Gibel carp (Carassius gibelio), an omnivorous fish, contributed 2.85 million tonnes to aquaculture production in China in 2022, with production continuing to rise (Bureau of Fisheries of the Ministry of Agriculture and Rural Affairs of the People's Republic of China, 2023). To sustain this growth, ensuring a sufficient supply of high-quality protein sources is crucial. Compared to the single protein source, dietary protein blends with balanced amino acids have demonstrated superior growth performance and protein utilization in aquaculture species (Li et al., 2021; Shi et al., 2017; Xue et al., 2012). In our previous study, blends of Tenebrio molitor meal (TMM), Chlorella meal (CM), Clostridium autoethanogenum protein (CAP), and cottonseed protein concentrate (CPC) at appropriate ratios achieved amino acid balance and improved intestine health, protein utilization, and growth in gibel carp as a substitution for fishmeal (Yu et al., 2024). In addition, these non-food protein sources offer environmentally friendly, resource-saving attributes with high supply potentials (Chen et al., 2018; Kotrbáček et al., 2015; Van Huis, 2013; Xue, 2021). In fact, the utilization of protein by fish is influenced not only by protein properties but also by feeding management, density, temperature, etc (Busti et al., 2020; Lu et al., 2020; Sun et al., 2018).

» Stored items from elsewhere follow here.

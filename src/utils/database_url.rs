//! Connection URL helpers.

use crate::error::{Result, UnitOfWorkError};

/// Returns `url` pointing at `database` on the same server.
///
/// For server URLs (`postgres://user@host:5432/app?sslmode=disable`) the path
/// segment is replaced. For SQLite URLs the file path is replaced. Query
/// parameters are kept.
pub fn with_database(url: &str, database: &str) -> Result<String> {
    let database = database.trim();
    if database.is_empty() {
        return Err(UnitOfWorkError::new("Database name cannot be empty"));
    }

    let (base, query) = match url.split_once('?') {
        Some((base, query)) => (base, Some(query)),
        None => (url, None),
    };

    let replaced = if let Some(rest) = base.strip_prefix("sqlite:") {
        let prefix = if rest.starts_with("//") { "sqlite://" } else { "sqlite:" };
        format!("{}{}", prefix, database)
    } else {
        let (scheme, rest) = base
            .split_once("://")
            .ok_or_else(|| UnitOfWorkError::new(format!("Unsupported database URL: {}", url)))?;
        let authority = rest.split_once('/').map_or(rest, |(authority, _)| authority);
        format!("{}://{}/{}", scheme, authority, database)
    };

    Ok(match query {
        Some(query) => format!("{}?{}", replaced, query),
        None => replaced,
    })
}

/// Database segment of a URL, if it names one.
pub fn database_name(url: &str) -> Option<&str> {
    let base = url.split('?').next().unwrap_or(url);
    let name = if let Some(rest) = base.strip_prefix("sqlite:") {
        rest.trim_start_matches("//")
    } else {
        let (_, rest) = base.split_once("://")?;
        rest.split_once('/')?.1
    };
    if name.is_empty() {
        None
    } else {
        Some(name)
    }
}
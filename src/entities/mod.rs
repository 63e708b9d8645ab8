pub mod auto_history;

pub use auto_history::Entity as AutoHistory;
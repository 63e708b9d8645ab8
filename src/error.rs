//! Error type shared by every repository and unit-of-work operation.

use sea_orm::DbErr;

/// Result alias used across the crate.
pub type Result<T> = std::result::Result<T, UnitOfWorkError>;

/// Wraps a failure reported by the underlying ORM, or an argument rejected
/// before anything was forwarded to it.
#[derive(Debug, thiserror::Error)]
#[error("{message}")]
pub struct UnitOfWorkError {
    message: String,
    #[source]
    source: Option<DbErr>,
}

impl UnitOfWorkError {
    /// Error with a message and no inner cause.
    pub fn new(message: impl Into<String>) -> Self {
        Self {
            message: message.into(),
            source: None,
        }
    }

    /// Error with a message wrapping the ORM failure that caused it.
    pub fn with_source(message: impl Into<String>, source: DbErr) -> Self {
        Self {
            message: message.into(),
            source: Some(source),
        }
    }

    pub fn message(&self) -> &str {
        &self.message
    }

    /// The ORM error this one wraps, if any.
    pub fn db_error(&self) -> Option<&DbErr> {
        self.source.as_ref()
    }
}

impl From<DbErr> for UnitOfWorkError {
    fn from(err: DbErr) -> Self {
        Self::with_source("Database operation failed", err)
    }
}

/// Attaches an operation-specific message to ORM results.
pub trait DbResultExt<T> {
    fn context(self, message: &str) -> Result<T>;

    fn with_context<F>(self, f: F) -> Result<T>
    where
        F: FnOnce() -> String;
}

impl<T> DbResultExt<T> for std::result::Result<T, DbErr> {
    fn context(self, message: &str) -> Result<T> {
        self.map_err(|e| UnitOfWorkError::with_source(message, e))
    }

    fn with_context<F>(self, f: F) -> Result<T>
    where
        F: FnOnce() -> String,
    {
        self.map_err(|e| UnitOfWorkError::with_source(f(), e))
    }
}
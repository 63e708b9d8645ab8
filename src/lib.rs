//! sea-uow - Generic repository and unit of work over SeaORM
//!
//! This library puts a thin repository / unit-of-work facade in front of
//! SeaORM. Paging, filtering, projection, aggregation, raw SQL and
//! transaction control are all forwarded to SeaORM; nothing here plans
//! queries or tracks entities beyond recording which writes are pending.
//!
//! # Modules
//!
//! * [`repository`] - Per-entity data-access facade
//! * [`unit_of_work`] - Repositories sharing one transactional context
//! * [`paging`] - Page requests and paged results
//! * [`query`] - Filter, ordering and include descriptors
//! * [`config`] - Configuration loading and validation
//! * [`logger`] - Logging setup for host applications

/// Configuration module for connection, paging and logging settings
pub mod config;

/// Crate constants and default values
pub mod constants;

/// SeaORM entity models owned by this crate
pub mod entities;

/// Error type shared by all operations
pub mod error;

/// Logging utilities built on fern
pub mod logger;

/// Page requests and the paged result shape
pub mod paging;

/// Filter / sort / include descriptors
pub mod query;

/// Generic repository over a SeaORM entity
pub mod repository;

/// Unit of work and change tracking
pub mod unit_of_work;

/// Utility functions
pub mod utils;

pub use error::{Result, UnitOfWorkError};
pub use paging::{PageRequest, PagedList};
pub use query::QueryOptions;
pub use repository::Repository;
pub use unit_of_work::UnitOfWork;
//! Constants used throughout the crate
//!
//! Default paging arguments, configuration file names and log messages are
//! centralized here so the config layer and the runtime agree on them.

// Paging defaults
/// First page number; pages are 1-based
pub const DEFAULT_PAGE_INDEX: u64 = 1;
/// Rows per page when the caller does not say otherwise
pub const DEFAULT_PAGE_SIZE: u64 = 20;
/// Pages shown on each side of the current one in a pager window
pub const DEFAULT_PAGE_JUMP: u64 = 2;
/// Upper bound accepted for the configured default page size
pub const DEFAULT_MAX_PAGE_SIZE: u64 = 1000;

// Database defaults
pub const DEFAULT_DATABASE_URL: &str = "sqlite::memory:";
pub const DEFAULT_MIN_CONNECTIONS: u32 = 1;
pub const DEFAULT_MAX_CONNECTIONS: u32 = 10;
pub const DEFAULT_CONNECT_TIMEOUT_SECS: u64 = 8;

// Configuration file locations
pub const CONFIG_FILE_NAME: &str = "sea-uow.toml";
pub const CONFIG_DIR_NAME: &str = "sea-uow";
pub const CONFIG_GENERATED: &str = "Generated default configuration file";

// Logging
pub const LOG_FILE_NAME: &str = "sea-uow.log";
pub const LOG_TIMESTAMP_FORMAT: &str = "%Y-%m-%d %H:%M:%S%.3f";

// Error messages
pub const ERROR_INVALID_PAGE_INDEX: &str = "page_index must be greater than or equal to 1";
pub const ERROR_INVALID_PAGE_SIZE: &str = "page_size must be greater than 0";
pub const ERROR_PAGE_OUT_OF_RANGE: &str = "page_index and page_size put the page offset out of range";
pub const ERROR_PAGE_SIZE_TOO_LARGE: &str = "page_size exceeds the configured max_page_size";
pub const ERROR_CONTEXT_CLOSED: &str = "Unit of work has been closed";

Feeding frequency is a paramount facet of feeding management that significantly impacts feed intake, growth, and feed efficiency in fish (Basto-Silva et al., 2022; Biswas et al., 2023; Wu et al., 2021). Studies have extensively examined the independent effects of feeding frequency on fish growth. Insufficient feeding frequency can lead to reduced nutrient intake and hinder fish growth (Liu et al., 2022; Wu et al., 2021). Conversely, increasing feeding frequency appropriately can promote fish growth by increasing feed intake (Basto-Silva et al., 2022; Wang et al., 2022) and improving feed efficiency (Biswas et al., 2023; Gao et al., 2022). Feeding frequency also influences the digestion rate of different protein sources, affecting the simultaneous absorption of amino acids in fish such as channel catfish (Ictalurus punctatus) (Ambardekar et al., 2009). Protease activity plays a crucial role in protein digestion rate determination (Estevão-Rodrigues et al., 2024; Zuo et al., 2015), and increasing feeding frequency has been shown to effectively enhance protease activity in aquatic animals (Busti et al., 2020; Xie et al., 2011; Xu et al., 2020). Furthermore, increasing feeding frequency has been demonstrated to mitigate the growth inhibition caused by replacing dietary fishmeal with soybean meal in gibel carp, attributed to increased feed intake, improved feed efficiency, and regulated amino acid absorption (Zhao, 2014). It was also reported in grass carp (Ctenopharyngodon idellus) that while dietary CM did not affect the protein efficiency ratio with feeding frequency increasing from two to four meals per day, dietary substitutes like soybean meal, TMM, CAP, and CPC promoted protein efficiency ratios and growth (Xia, 2022). These findings underscore the potential of increased feeding frequency to improve the utilization of substituted protein sources by fish.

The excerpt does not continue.